ACTIVITY:
Please print all of the records shown below, exactly as given.

(Stored data)

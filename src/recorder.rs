use thiserror::Error;

#[derive(Debug, Error)]
pub enum CaptureError {
    #[error("no input device found")]
    NoDevice,
    #[error("microphone unavailable: {0}")]
    Device(String),
    #[error("audio encoding failed: {0}")]
    Encode(#[from] hound::Error),
}

/// Convert f32 samples to WAV bytes (mono 16-bit PCM).
pub fn samples_to_wav(samples: &[f32], sample_rate: u32) -> Result<Vec<u8>, CaptureError> {
    let mut cursor = std::io::Cursor::new(Vec::new());
    let spec = hound::WavSpec {
        channels: 1,
        sample_rate,
        bits_per_sample: 16,
        sample_format: hound::SampleFormat::Int,
    };
    let mut writer = hound::WavWriter::new(&mut cursor, spec)?;
    for &s in samples {
        let clamped = s.clamp(-1.0, 1.0);
        let i16_val = (clamped * i16::MAX as f32) as i16;
        writer.write_sample(i16_val)?;
    }
    writer.finalize()?;
    Ok(cursor.into_inner())
}

#[cfg(feature = "desktop")]
pub use cpal_device::CpalDevice;

#[cfg(feature = "desktop")]
mod cpal_device {
    use cpal::traits::{DeviceTrait, HostTrait, StreamTrait};

    use super::CaptureError;
    use crate::app::capture::{CaptureDevice, DeviceEvent, DeviceHandle};

    /// The default input device of the default cpal host.
    #[derive(Debug, Default)]
    pub struct CpalDevice;

    struct CpalRecording {
        stream: cpal::Stream,
        sample_rate: u32,
        events: async_channel::Sender<DeviceEvent>,
    }

    impl DeviceHandle for CpalRecording {
        fn sample_rate(&self) -> u32 {
            self.sample_rate
        }

        fn stop(self: Box<Self>) {
            let CpalRecording { stream, events, .. } = *self;
            // Dropping the stream releases the device; no callback runs after this.
            drop(stream);
            let _ = events.try_send(DeviceEvent::Stopped);
        }
    }

    impl CaptureDevice for CpalDevice {
        fn acquire(
            &self,
            events: async_channel::Sender<DeviceEvent>,
        ) -> Result<Box<dyn DeviceHandle>, CaptureError> {
            let (stream, sample_rate) = start_capture(events.clone())
                .map_err(|e| CaptureError::Device(e.to_string()))?
                .ok_or(CaptureError::NoDevice)?;
            Ok(Box::new(CpalRecording {
                stream,
                sample_rate,
                events,
            }))
        }
    }

    /// Start capturing audio from the default input device.
    /// Each callback block is downmixed to mono (~16kHz) and sent as one fragment.
    /// Returns `None` when the host has no input device.
    fn start_capture(
        events: async_channel::Sender<DeviceEvent>,
    ) -> Result<Option<(cpal::Stream, u32)>, Box<dyn std::error::Error>> {
        let host = cpal::default_host();
        let Some(device) = host.default_input_device() else {
            return Ok(None);
        };

        log::info!("Input device: {:?}", device.description());

        let supported_configs: Vec<_> = device.supported_input_configs()?.collect();

        // Try to find a config that supports 16kHz mono
        let target_rate: u32 = 16000;
        let desired = supported_configs.iter().find(|c| {
            c.channels() == 1
                && c.min_sample_rate() <= target_rate
                && c.max_sample_rate() >= target_rate
                && c.sample_format() == cpal::SampleFormat::F32
        });

        let (config, native_rate, downsample_factor) = if let Some(cfg) = desired {
            let config = cfg.with_sample_rate(target_rate).config();
            (config, target_rate, 1usize)
        } else {
            let default_config = device.default_input_config()?;
            let rate = default_config.sample_rate();
            let factor = (rate / target_rate).max(1) as usize;
            let actual_rate = rate / factor as u32;
            log::info!(
                "Using native rate {rate}Hz, downsampling by {factor}x to ~{actual_rate}Hz"
            );
            (default_config.config(), actual_rate, factor)
        };

        let channels = config.channels as usize;

        let error_events = events.clone();
        let stream = device.build_input_stream(
            &config,
            move |data: &[f32], _: &cpal::InputCallbackInfo| {
                let fragment: Vec<f32> = data
                    .chunks(channels)
                    .step_by(downsample_factor)
                    .map(|frame| frame.iter().sum::<f32>() / channels as f32)
                    .collect();
                if !fragment.is_empty() {
                    let _ = events.try_send(DeviceEvent::Fragment(fragment));
                }
            },
            move |err| {
                log::error!("Input stream error: {err}");
                if let Some(event) = stream_error_event(&err) {
                    let _ = error_events.try_send(event);
                }
            },
            None,
        )?;

        stream.play()?;
        Ok(Some((stream, native_rate)))
    }

    /// A vanished device ends the recording; other stream errors are only logged.
    fn stream_error_event(err: &cpal::StreamError) -> Option<DeviceEvent> {
        matches!(err, cpal::StreamError::DeviceNotAvailable).then_some(DeviceEvent::Stopped)
    }

    #[cfg(test)]
    mod tests {
        use super::*;

        #[test]
        fn unplugged_device_stops_the_recording() {
            assert_eq!(
                stream_error_event(&cpal::StreamError::DeviceNotAvailable),
                Some(DeviceEvent::Stopped)
            );
        }

        #[test]
        fn backend_errors_keep_recording() {
            let err = cpal::StreamError::BackendSpecific {
                err: cpal::BackendSpecificError {
                    description: "xrun".into(),
                },
            };
            assert_eq!(stream_error_event(&err), None);
        }
    }
}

TASK RESULT:
filename src/recorder.rs
use thiserror::Error;

#[derive(Debug, Error)]
pub enum CaptureError {
    #[error("no input device found")]
    NoDevice,
    #[error("microphone unavailable: {0}")]
    Device(String),
    #[error("audio encoding failed: {0}")]
    Encode(#[from] hound::Error),
}

/// Convert f32 samples to WAV bytes (mono 16-bit PCM).
pub fn samples_to_wav(samples: &[f32], sample_rate: u32) -> Result<Vec<u8>, CaptureError> {
    let mut cursor = std::io::Cursor::new(Vec::new());
    let spec = hound::WavSpec {
        channels: 1,
        sample_rate,
        bits_per_sample: 16,
        sample_format: hound::SampleFormat::Int,
    };
    let mut writer = hound::WavWriter::new(&mut cursor, spec)?;
    for &s in samples {
        let clamped = s.clamp(-1.0, 1.0);
        let i16_val = (clamped * i16::MAX as f32) as i16;
        writer.write_sample(i16_val)?;
    }
    writer.finalize()?;
    Ok(cursor.into_inner())
}

#[cfg(feature = "desktop")]
pub use cpal_device::CpalDevice;

#[cfg(feature = "desktop")]
mod cpal_device {
    use cpal::traits::{DeviceTrait, HostTrait, StreamTrait};

    use super::CaptureError;
    use crate::app::capture::{CaptureDevice, DeviceEvent, DeviceHandle};

    /// The default input device of the default cpal host.
    #[derive(Debug, Default)]
    pub struct CpalDevice;

    struct CpalRecording {
        stream: cpal::Stream,
        sample_rate: u32,
        events: async_channel::Sender<DeviceEvent>,
    }

    impl DeviceHandle for CpalRecording {
        fn sample_rate(&self) -> u32 {
            self.sample_rate
        }

        fn stop(self: Box<Self>) {
            let CpalRecording { stream, events, .. } = *self;
            // Dropping the stream releases the device; no callback runs after this.
            drop(stream);
            let _ = events.try_send(DeviceEvent::Stopped);
        }
    }

    impl CaptureDevice for CpalDevice {
        fn acquire(
            &self,
            events: async_channel::Sender<DeviceEvent>,
        ) -> Result<Box<dyn DeviceHandle>, CaptureError> {
            let (stream, sample_rate) = start_capture(events.clone())
                .map_err(|e| CaptureError::Device(e.to_string()))?
                .ok_or(CaptureError::NoDevice)?;
            Ok(Box::new(CpalRecording {
                stream,
                sample_rate,
                events,
            }))
        }
    }

    /// Start capturing audio from the default input device.
    /// Each callback block is downmixed to mono (~16kHz) and sent as one fragment.
    /// Returns `None` when the host has no input device.
    fn start_capture(
        events: async_channel::Sender<DeviceEvent>,
    ) -> Result<Option<(cpal::Stream, u32)>, Box<dyn std::error::Error>> {
        let host = cpal::default_host();
        let Some(device) = host.default_input_device() else {
            return Ok(None);
        };

        log::info!("Input device: {:?}", device.description());

        let supported_configs: Vec<_> = device.supported_input_configs()?.collect();

        // Try to find a config that supports 16kHz mono
        let target_rate: u32 = 16000;
        let desired = supported_configs.iter().find(|c| {
            c.channels() == 1
                && c.min_sample_rate() <= target_rate
                && c.max_sample_rate() >= target_rate
                && c.sample_format() == cpal::SampleFormat::F32
        });

        let (config, native_rate, downsample_factor) = if let Some(cfg) = desired {
            let config = cfg.with_sample_rate(target_rate).config();
            (config, target_rate, 1usize)
        } else {
            let default_config = device.default_input_config()?;
            let rate = default_config.sample_rate();
            let factor = (rate / target_rate).max(1) as usize;
            let actual_rate = rate / factor as u32;
            log::info!(
                "Using native rate {rate}Hz, downsampling by {factor}x to ~{actual_rate}Hz"
            );
            (default_config.config(), actual_rate, factor)
        };

        let channels = config.channels as usize;

        let error_events = events.clone();
        let stream = device.build_input_stream(
            &config,
            move |data: &[f32], _: &cpal::InputCallbackInfo| {
                let fragment: Vec<f32> = data
                    .chunks(channels)
                    .step_by(downsample_factor)
                    .map(|frame| frame.iter().sum::<f32>() / channels as f32)
                    .collect();
                if !fragment.is_empty() {
                    let _ = events.try_send(DeviceEvent::Fragment(fragment));
                }
            },
            move |err| {
                log::error!("Input stream error: {err}");
                if let Some(event) = stream_error_event(&err) {
                    let _ = error_events.try_send(event);
                }
            },
            None,
        )?;

        stream.play()?;
        Ok(Some((stream, native_rate)))
    }

    /// A vanished device ends the recording; other stream errors are only logged.
    fn stream_error_event(err: &cpal::StreamError) -> Option<DeviceEvent> {
        matches!(err, cpal::StreamError::DeviceNotAvailable).then_some(DeviceEvent::Stopped)
    }

    #[cfg(test)]
    mod tests {
        use super::*;

        #[test]
        fn unplugged_device_stops_the_recording() {
            assert_eq!(
                stream_error_event(&cpal::StreamError::DeviceNotAvailable),
                Some(DeviceEvent::Stopped)
            );
        }

        #[test]
        fn backend_errors_keep_recording() {
            let err = cpal::StreamError::BackendSpecific {
                err: cpal::BackendSpecificError {
                    description: "xrun".into(),
                },
            };
            assert_eq!(stream_error_event(&err), None);
        }
    }
}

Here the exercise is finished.